Stored items

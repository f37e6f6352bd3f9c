// `ok!` and `some!` stand in for `?` in the rewrite passes.  All passes share a
// single error type so no conversion is needed and the plain match expands to
// less code than the try operator.

macro_rules! ok {
    ($expr:expr) => {
        match $expr {
            Ok(val) => val,
            Err(err) => return Err(err),
        }
    };
}

macro_rules! some {
    ($expr:expr) => {
        match $expr {
            Some(val) => val,
            None => return None,
        }
    };
}
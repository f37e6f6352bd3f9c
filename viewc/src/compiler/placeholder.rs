//! Opaque token substitution.
//!
//! Rewrite passes mask parts of an expression they must not touch (string
//! literals and references that are already compiled) with
//! placeholder tokens and put the original text back when they are done.
use std::fmt;

/// The tag a placeholder token is minted for.
///
/// The tag becomes part of the token (`##STR0##`), which keeps tokens of
/// different passes visually apart when debugging a rewrite.
#[derive(Debug, Copy, Clone, PartialEq, Eq)]
pub enum PlaceholderKind {
    /// A quoted string literal.
    Str,
    /// A variable reference that is already in compiled form.
    Var,
}

impl PlaceholderKind {
    fn tag(self) -> &'static str {
        match self {
            PlaceholderKind::Str => "STR",
            PlaceholderKind::Var => "VAR",
        }
    }
}

impl fmt::Display for PlaceholderKind {
    fn fmt(&self, f: &mut fmt::Formatter<'_>) -> fmt::Result {
        f.write_str(self.tag())
    }
}

/// Maps placeholder tokens to the text they stand in for.
///
/// Tokens have the form `##<TAG><index>##`.  The index is monotonic for the
/// lifetime of the manager (until [`reset`](Self::reset)), and because the
/// trailing `##` follows the index directly no token is a substring of another
/// one.  A manager belongs to one compilation call; nothing is shared between
/// calls.
#[derive(Debug, Default)]
pub struct PlaceholderManager {
    entries: Vec<(String, String)>,
    next_index: usize,
}

impl PlaceholderManager {
    /// Creates an empty manager.
    pub fn new() -> PlaceholderManager {
        PlaceholderManager::default()
    }

    /// Replaces the first occurrence of `substring` in `buffer` with a fresh
    /// token.
    ///
    /// If `substring` does not occur the buffer is returned unchanged; the
    /// index is consumed nonetheless.
    pub fn protect(&mut self, buffer: &str, substring: &str, kind: PlaceholderKind) -> String {
        let token = self.mint(kind, substring);
        match buffer.find(substring) {
            Some(idx) if !substring.is_empty() => {
                let mut rv = String::with_capacity(buffer.len() + token.len());
                rv.push_str(&buffer[..idx]);
                rv.push_str(&token);
                rv.push_str(&buffer[idx + substring.len()..]);
                rv
            }
            _ => buffer.to_string(),
        }
    }

    /// Records `original` under a fresh token and returns the token.
    ///
    /// The caller is responsible for putting the token into its buffer.
    pub fn mint(&mut self, kind: PlaceholderKind, original: &str) -> String {
        let token = format!("##{}{}##", kind, self.next_index);
        self.next_index += 1;
        self.entries.push((token.clone(), original.to_string()));
        token
    }

    /// Replaces every recorded token in `buffer` with its original text.
    pub fn restore(&self, buffer: &str) -> String {
        self.restore_since(buffer, 0)
    }

    /// Restores only the tokens minted after `mark` (see [`mark`](Self::mark)).
    ///
    /// Tokens are restored newest first.  A token minted later may stand in
    /// for text that itself contains older tokens (a masked reference whose
    /// index holds a masked string), and those older tokens have to be visible
    /// by the time their own turn comes.
    pub fn restore_since(&self, buffer: &str, mark: usize) -> String {
        let mut rv = buffer.to_string();
        for (token, original) in self.entries[mark.min(self.entries.len())..].iter().rev() {
            if rv.contains(token.as_str()) {
                rv = rv.replace(token.as_str(), original);
            }
        }
        rv
    }

    /// Returns a mark for [`restore_since`](Self::restore_since).
    pub fn mark(&self) -> usize {
        self.entries.len()
    }

    /// Looks up the original text of a token.
    pub fn original(&self, token: &str) -> Option<&str> {
        self.entries
            .iter()
            .find(|(t, _)| t == token)
            .map(|(_, original)| original.as_str())
    }

    /// Clears all mappings and the index counter.
    pub fn reset(&mut self) {
        self.entries.clear();
        self.next_index = 0;
    }

    /// Returns the number of recorded tokens.
    pub fn len(&self) -> usize {
        self.entries.len()
    }

    /// Returns `true` if no token is recorded.
    pub fn is_empty(&self) -> bool {
        self.entries.is_empty()
    }
}

#[cfg(test)]
mod tests {
    use super::*;

    use similar_asserts::assert_eq;

    #[test]
    fn test_protect_first_occurrence() {
        let mut pm = PlaceholderManager::new();
        let rv = pm.protect("a + b + a", "a", PlaceholderKind::Var);
        assert_eq!(rv, "##VAR0## + b + a");
        assert_eq!(pm.restore(&rv), "a + b + a");
    }

    #[test]
    fn test_missing_substring_consumes_index() {
        let mut pm = PlaceholderManager::new();
        assert_eq!(pm.protect("abc", "x", PlaceholderKind::Str), "abc");
        let rv = pm.protect("abc", "b", PlaceholderKind::Str);
        assert_eq!(rv, "a##STR1##c");
    }

    #[test]
    fn test_round_trip() {
        let buffers = [
            ("'a' ~ 'b'", "'b'"),
            ("user.name|upper", "user.name"),
            ("x", "x"),
            ("no match here", "zzz"),
        ];
        for (buffer, substring) in buffers {
            let mut pm = PlaceholderManager::new();
            let protected = pm.protect(buffer, substring, PlaceholderKind::Str);
            assert_eq!(pm.restore(&protected), buffer);
        }
    }

    #[test]
    fn test_tokens_are_not_substrings() {
        let mut pm = PlaceholderManager::new();
        let tokens: Vec<_> = (0..12)
            .map(|idx| pm.mint(PlaceholderKind::Str, &idx.to_string()))
            .collect();
        for a in &tokens {
            for b in &tokens {
                if a != b {
                    assert!(!b.contains(a.as_str()), "{a} in {b}");
                }
            }
        }
    }

    #[test]
    fn test_nested_restore() {
        let mut pm = PlaceholderManager::new();
        let s = pm.mint(PlaceholderKind::Str, "'k'");
        let v = pm.mint(PlaceholderKind::Var, &format!("$map[{s}]"));
        assert_eq!(pm.restore(&format!("{v} ?? 1")), "$map['k'] ?? 1");
    }

    #[test]
    fn test_restore_since() {
        let mut pm = PlaceholderManager::new();
        let outer = pm.mint(PlaceholderKind::Str, "'outer'");
        let mark = pm.mark();
        let inner = pm.mint(PlaceholderKind::Str, "'inner'");
        let buffer = format!("{outer} {inner}");
        assert_eq!(pm.restore_since(&buffer, mark), format!("{outer} 'inner'"));
        assert_eq!(pm.original(&outer), Some("'outer'"));
    }

    #[test]
    fn test_reset() {
        let mut pm = PlaceholderManager::new();
        pm.mint(PlaceholderKind::Var, "$x");
        pm.reset();
        assert!(pm.is_empty());
        assert_eq!(pm.mint(PlaceholderKind::Var, "$y"), "##VAR0##");
    }
}
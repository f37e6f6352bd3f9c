use std::fs;
use std::io::Write;
use std::process::Command;

use insta_cmd::{assert_cmd_snapshot, get_cargo_bin};
use tempfile::NamedTempFile;

fn cli() -> Command {
    let mut cmd = Command::new(get_cargo_bin("viewc"));
    for (key, _) in std::env::vars() {
        if key.starts_with("VIEWC_") {
            cmd.env_remove(key);
        }
    }
    cmd
}

fn file_with_contents(contents: &str) -> NamedTempFile {
    file_with_contents_and_ext(contents, ".html")
}

fn file_with_contents_and_ext<X: AsRef<[u8]>>(contents: X, ext: &str) -> NamedTempFile {
    let mut f = tempfile::Builder::new()
        .prefix("viewc-testfile--")
        .suffix(ext)
        .tempfile()
        .unwrap();
    f.write_all(contents.as_ref()).unwrap();
    f
}

macro_rules! bind_common_filters {
    ($($expr:expr),*) => {
        let mut settings = insta::Settings::clone_current();
        settings.add_filter(r"viewc-testfile--[^\s:]+", "[TEMPLATE]");
        settings.add_filter(r"\bviewc\.exe\b", "viewc");
        let _guard = settings.bind_to_scope();
    };
}

#[test]
fn test_compile_file() {
    let tmpl = file_with_contents("Hello {{ user.name }}!");

    assert_cmd_snapshot!(
        cli()
            .arg(tmpl.path()),
        @r###"
    success: true
    exit_code: 0
    ----- stdout -----
    Hello <?php echo $this->escape($user->name); ?>!

    ----- stderr -----
    "###);
}

#[test]
fn test_no_newline() {
    let tmpl = file_with_contents("{% if user.isAdmin %}admin{% endif %}");

    assert_cmd_snapshot!(
        cli()
            .arg("--no-newline")
            .arg(tmpl.path()),
        @r###"
    success: true
    exit_code: 0
    ----- stdout -----
    <?php if ($user->isAdmin()): ?>admin<?php endif; ?>
    ----- stderr -----
    "###);
}

#[test]
fn test_stdin_template() {
    assert_cmd_snapshot!(
        cli()
            .arg("-")
            .pass_stdin("{% for item in items %}{{ item|upper }}{% endfor %}"),
        @r###"
    success: true
    exit_code: 0
    ----- stdout -----
    <?php foreach ($items as $item): ?><?php echo $this->escape(strtoupper($item)); ?><?php endforeach; ?>

    ----- stderr -----
    "###);
}

#[test]
fn test_expression() {
    assert_cmd_snapshot!(
        cli()
            .arg("-E")
            .arg("items|length"),
        @r###"
    success: true
    exit_code: 0
    ----- stdout -----
    count($items)

    ----- stderr -----
    "###);
}

#[test]
fn test_output_file() {
    let tmpl = file_with_contents("{{! body }}");
    let dir = tempfile::tempdir().unwrap();
    let target = dir.path().join("page.php");

    assert_cmd_snapshot!(
        cli()
            .arg("-o")
            .arg(&target)
            .arg(tmpl.path()),
        @r###"
    success: true
    exit_code: 0
    ----- stdout -----

    ----- stderr -----
    "###);

    assert_eq!(fs::read_to_string(&target).unwrap(), "<?php echo $body; ?>\n");
}

#[test]
fn test_failed_compile_keeps_output_file() {
    let tmpl = file_with_contents("{{ x|1 }}");
    let dir = tempfile::tempdir().unwrap();
    let target = dir.path().join("page.php");
    fs::write(&target, "old").unwrap();

    let status = cli()
        .arg("--strict")
        .arg("-o")
        .arg(&target)
        .arg(tmpl.path())
        .status()
        .unwrap();

    assert!(!status.success());
    assert_eq!(fs::read_to_string(&target).unwrap(), "old");
}

#[test]
fn test_lenient_warning() {
    let tmpl = file_with_contents("a {{ x|1 }} {{ y }}");

    bind_common_filters!();

    assert_cmd_snapshot!(
        cli()
            .arg(tmpl.path()),
        @r###"
    success: true
    exit_code: 0
    ----- stdout -----
    a {{ x|1 }} <?php echo $this->escape($y); ?>

    ----- stderr -----
    warning: [TEMPLATE]:1: invalid filter: `1` is not a filter, region left unrewritten
    "###);
}

#[test]
fn test_strict_error() {
    let tmpl = file_with_contents("<h1>\n{{ title }}\n{{ x|1 }}</h1>");

    bind_common_filters!();

    assert_cmd_snapshot!(
        cli()
            .arg("--strict")
            .arg(tmpl.path()),
        @r###"
    success: false
    exit_code: 1
    ----- stdout -----

    ----- stderr -----
    error: invalid filter: `1` is not a filter (in [TEMPLATE]:3)
    "###);
}

#[test]
fn test_strict_error_debug() {
    let tmpl = file_with_contents("<h1>\n{{ title }}\n{{ x|1 }}</h1>");

    bind_common_filters!();

    assert_cmd_snapshot!(
        cli()
            .arg("--strict")
            .arg("--debug")
            .arg(tmpl.path()),
        @r###"
    success: false
    exit_code: 1
    ----- stdout -----

    ----- stderr -----
    error: invalid filter: `1` is not a filter (in [TEMPLATE]:3)
    ---------------------------- Template Source -----------------------------
       1 | <h1>
       2 | {{ title }}
       3 > {{ x|1 }}</h1>
    --------------------------------------------------------------------------
    "###);
}

#[test]
fn test_member_hints() {
    assert_cmd_snapshot!(
        cli()
            .arg("--require-declared")
            .arg("--method")
            .arg("total")
            .arg("-E")
            .arg("cart.total + cart.size"),
        @r###"
    success: true
    exit_code: 0
    ----- stdout -----
    $cart->total() + $cart->size

    ----- stderr -----
    warning: member `size` is not declared, treating it as a property
    "###);
}

#[test]
fn test_member_hints_strict() {
    assert_cmd_snapshot!(
        cli()
            .arg("--strict")
            .arg("--require-declared")
            .arg("--property")
            .arg("total")
            .arg("-E")
            .arg("cart.total + cart.size"),
        @r###"
    success: false
    exit_code: 1
    ----- stdout -----

    ----- stderr -----
    error: ambiguous member access: `size` is neither a declared method nor a declared property
    "###);
}

#[test]
fn test_custom_syntax() {
    let tmpl = file_with_contents("Hi <%= name %>, {{ name }}");

    assert_cmd_snapshot!(
        cli()
            .arg("--syntax")
            .arg("variable-start=<%=")
            .arg("--syntax")
            .arg("variable-end=%>")
            .arg(tmpl.path()),
        @r###"
    success: true
    exit_code: 0
    ----- stdout -----
    Hi <?php echo $this->escape($name); ?>, {{ name }}

    ----- stderr -----
    "###);
}

#[test]
fn test_invalid_syntax() {
    assert_cmd_snapshot!(
        cli()
            .arg("--syntax")
            .arg("block-start={{")
            .arg("-E")
            .arg("x"),
        @r###"
    success: false
    exit_code: 1
    ----- stdout -----

    ----- stderr -----
    error: could not configure syntax

    caused by: invalid delimiter configuration: start delimiters must be distinct
    "###);
}

#[test]
fn test_env_config() {
    assert_cmd_snapshot!(
        cli()
            .env("VIEWC_STRICT", "yes")
            .arg("-")
            .pass_stdin("{{ x|1 }}"),
        @r###"
    success: false
    exit_code: 1
    ----- stdout -----

    ----- stderr -----
    error: invalid filter: `1` is not a filter (in <stdin>:1)
    "###);
}

#[test]
#[cfg(feature = "toml")]
fn test_print_config() {
    let config = file_with_contents_and_ext("", ".toml");

    assert_cmd_snapshot!(
        cli()
            .arg("--config-file")
            .arg(config.path())
            .arg("--strict")
            .arg("--method")
            .arg("total")
            .arg("--syntax")
            .arg("comment-start=<#")
            .arg("--print-config"),
        @r###"
    success: true
    exit_code: 0
    ----- stdout -----
    strict = true
    debug = false
    newline = true
    require-declared = false
    methods = [
        "total",
    ]
    properties = []

    [syntax]
    block-start = "{%"
    block-end = "%}"
    variable-start = "{{"
    variable-end = "}}"
    comment-start = "<#"
    comment-end = "#}"


    ----- stderr -----
    "###);
}

#[test]
#[cfg(feature = "toml")]
fn test_load_config() {
    let config = file_with_contents_and_ext(
        r#"
    strict = true
    properties = ["hasCover"]

    [syntax]
    variable-start = "[["
    variable-end = "]]"
    "#,
        ".toml",
    );

    assert_cmd_snapshot!(
        cli()
            .arg("--config-file")
            .arg(config.path())
            .arg("-")
            .pass_stdin("[[ book.hasCover ]] {{ book.hasCover }}"),
        @r###"
    success: true
    exit_code: 0
    ----- stdout -----
    <?php echo $this->escape($book->hasCover); ?> {{ book.hasCover }}

    ----- stderr -----
    "###);
}
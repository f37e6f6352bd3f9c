use crate::compiler::lexer::tokenize_all;
use crate::compiler::placeholder::PlaceholderManager;
use crate::compiler::scan::Splicer;
use crate::compiler::strings::protect_strings;
use crate::compiler::tokens::Token;
use crate::error::{Error, ErrorKind};
use crate::settings::{MemberKind, Resolution, Settings};

/// Rewrites dotted member access into `->`.
///
/// A dot is only member access if it touches both operands and the left one
/// can carry members (a name, a variable or a closing paren or bracket):
///
/// * `user.name` becomes `user->name`,
/// * `user.getName()` becomes `user->getName()`,
/// * `user.isAdmin` becomes `user->isAdmin()`,
/// * `items.0` becomes `items[0]`,
/// * `a . b` and `'x'.y` are left alone, they are concatenations.
///
/// Whether a member without parens is a method is decided by the
/// [`MemberHints`](crate::MemberHints) of the settings.
pub struct DotSyntaxTransformer<'a> {
    placeholders: &'a mut PlaceholderManager,
    settings: &'a Settings,
}

impl<'a> DotSyntaxTransformer<'a> {
    /// Creates a transformer.
    pub fn new(placeholders: &'a mut PlaceholderManager, settings: &'a Settings) -> Self {
        DotSyntaxTransformer {
            placeholders,
            settings,
        }
    }

    /// Rewrites all dotted accesses in `expr`.
    pub fn transform(&mut self, expr: &str) -> Result<String, Error> {
        let mark = self.placeholders.mark();
        let masked = protect_strings(self.placeholders, expr);
        let tokens = ok!(tokenize_all(&masked));
        let mut out = Splicer::new(&masked);

        for (idx, &(token, dot)) in tokens.iter().enumerate() {
            if token != Token::Dot || idx == 0 {
                continue;
            }
            let (prev, prev_span) = tokens[idx - 1];
            let Some(&(next, next_span)) = tokens.get(idx + 1) else {
                continue;
            };
            // a number is only an operand if it was an index itself (`items.0.name`)
            let index_before = matches!(prev, Token::Number(_))
                && idx >= 2
                && tokens[idx - 2].0 == Token::Dot
                && tokens[idx - 2].1.touches(&prev_span);
            if !prev_span.touches(&dot)
                || !dot.touches(&next_span)
                || !(index_before
                    || matches!(
                        prev,
                        Token::Ident(_)
                            | Token::Variable(_)
                            | Token::ParenClose
                            | Token::BracketClose
                    ))
            {
                continue;
            }

            match next {
                Token::Ident(name) => {
                    out.replace(dot.range(), "->");
                    let called = matches!(tokens.get(idx + 2), Some((Token::ParenOpen, _)));
                    if !called && ok!(self.resolve(name)) == MemberKind::Method {
                        out.insert(next_span.end_offset as usize, "()");
                    }
                }
                Token::Number(index) => {
                    let start = dot.start_offset as usize;
                    let end = next_span.end_offset as usize;
                    out.replace(start..end, &format!("[{}]", index.replace('.', "][")));
                }
                _ => {}
            }
        }

        let rv = out.finish();
        Ok(self.placeholders.restore_since(&rv, mark))
    }

    fn resolve(&self, name: &str) -> Result<MemberKind, Error> {
        let hints = self.settings.members();
        let resolution = hints.resolve(name);
        let kind = resolution.kind();
        if matches!(resolution, Resolution::Declared(_)) || !hints.require_declared() {
            return Ok(kind);
        }
        if self.settings.is_strict() {
            return Err(Error::new(
                ErrorKind::AmbiguousMember,
                format!("`{name}` is neither a declared method nor a declared property"),
            ));
        }
        log::warn!(
            "member `{}` is not declared, treating it as a {}",
            name,
            match kind {
                MemberKind::Method => "method",
                MemberKind::Property => "property",
            }
        );
        Ok(kind)
    }
}

#[cfg(test)]
mod tests {
    use super::*;
    use crate::settings::ErrorPolicy;

    use similar_asserts::assert_eq;

    fn transform_with(settings: &Settings, expr: &str) -> Result<String, Error> {
        let mut pm = PlaceholderManager::new();
        DotSyntaxTransformer::new(&mut pm, settings).transform(expr)
    }

    fn transform(expr: &str) -> String {
        transform_with(&Settings::default(), expr).unwrap()
    }

    #[test]
    fn test_member_access() {
        assert_eq!(transform("user.name"), "user->name");
        assert_eq!(transform("user.getName()"), "user->getName()");
        assert_eq!(transform("user.isAdmin"), "user->isAdmin()");
        assert_eq!(transform("user.island"), "user->island");
        assert_eq!(transform("$user.profile.bio"), "$user->profile->bio");
    }

    #[test]
    fn test_chains() {
        assert_eq!(transform("f().getItems"), "f()->getItems()");
        assert_eq!(transform("a[0].name"), "a[0]->name");
        assert_eq!(transform("items.0.name"), "items[0]->name");
        assert_eq!(transform("grid.1.2"), "grid[1][2]");
    }

    #[test]
    fn test_concatenation_untouched() {
        assert_eq!(transform("a . b"), "a . b");
        assert_eq!(transform("'x'.y"), "'x'.y");
        assert_eq!(transform("'user.name' ~ x.y"), "'user.name' ~ x->y");
        assert_eq!(transform("1.5 + x"), "1.5 + x");
    }

    #[test]
    fn test_declared_members() {
        let mut settings = Settings::default();
        settings.members_mut().add_method("total");
        settings.members_mut().add_property("isbn");
        assert_eq!(transform_with(&settings, "cart.total").unwrap(), "cart->total()");
        assert_eq!(transform_with(&settings, "book.isbn").unwrap(), "book->isbn");
    }

    #[test]
    fn test_require_declared() {
        let mut settings = Settings::default();
        settings.members_mut().set_require_declared(true);
        settings.members_mut().add_property("name");
        assert_eq!(transform_with(&settings, "user.name").unwrap(), "user->name");
        assert_eq!(transform_with(&settings, "user.hasRole").unwrap(), "user->hasRole()");

        settings.set_policy(ErrorPolicy::Strict);
        let err = transform_with(&settings, "user.hasRole").unwrap_err();
        assert_eq!(err.kind(), ErrorKind::AmbiguousMember);
        assert_eq!(transform_with(&settings, "user.hasRole(1)").unwrap(), "user->hasRole(1)");
    }
}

■ Exercise description ■
The lines to copy run from the start of the records above through the line holding "monotonic for the"; give them exactly, both ends included, and nothing else.

■ Solution to the problem ■
repository f37e6f6352bd3f9c
// `ok!` and `some!` stand in for `?` in the rewrite passes.  All passes share a
// single error type so no conversion is needed and the plain match expands to
// less code than the try operator.

macro_rules! ok {
    ($expr:expr) => {
        match $expr {
            Ok(val) => val,
            Err(err) => return Err(err),
        }
    };
}

macro_rules! some {
    ($expr:expr) => {
        match $expr {
            Some(val) => val,
            None => return None,
        }
    };
}
repository f37e6f6352bd3f9c
filename viewc/src/compiler/placeholder.rs
//! Opaque token substitution.
//!
//! Rewrite passes mask parts of an expression they must not touch (string
//! literals and references that are already compiled) with
//! placeholder tokens and put the original text back when they are done.
use std::fmt;

/// The tag a placeholder token is minted for.
///
/// The tag becomes part of the token (`##STR0##`), which keeps tokens of
/// different passes visually apart when debugging a rewrite.
#[derive(Debug, Copy, Clone, PartialEq, Eq)]
pub enum PlaceholderKind {
    /// A quoted string literal.
    Str,
    /// A variable reference that is already in compiled form.
    Var,
}

impl PlaceholderKind {
    fn tag(self) -> &'static str {
        match self {
            PlaceholderKind::Str => "STR",
            PlaceholderKind::Var => "VAR",
        }
    }
}

impl fmt::Display for PlaceholderKind {
    fn fmt(&self, f: &mut fmt::Formatter<'_>) -> fmt::Result {
        f.write_str(self.tag())
    }
}

/// Maps placeholder tokens to the text they stand in for.
///
/// Tokens have the form `##<TAG><index>##`.  The index is monotonic for the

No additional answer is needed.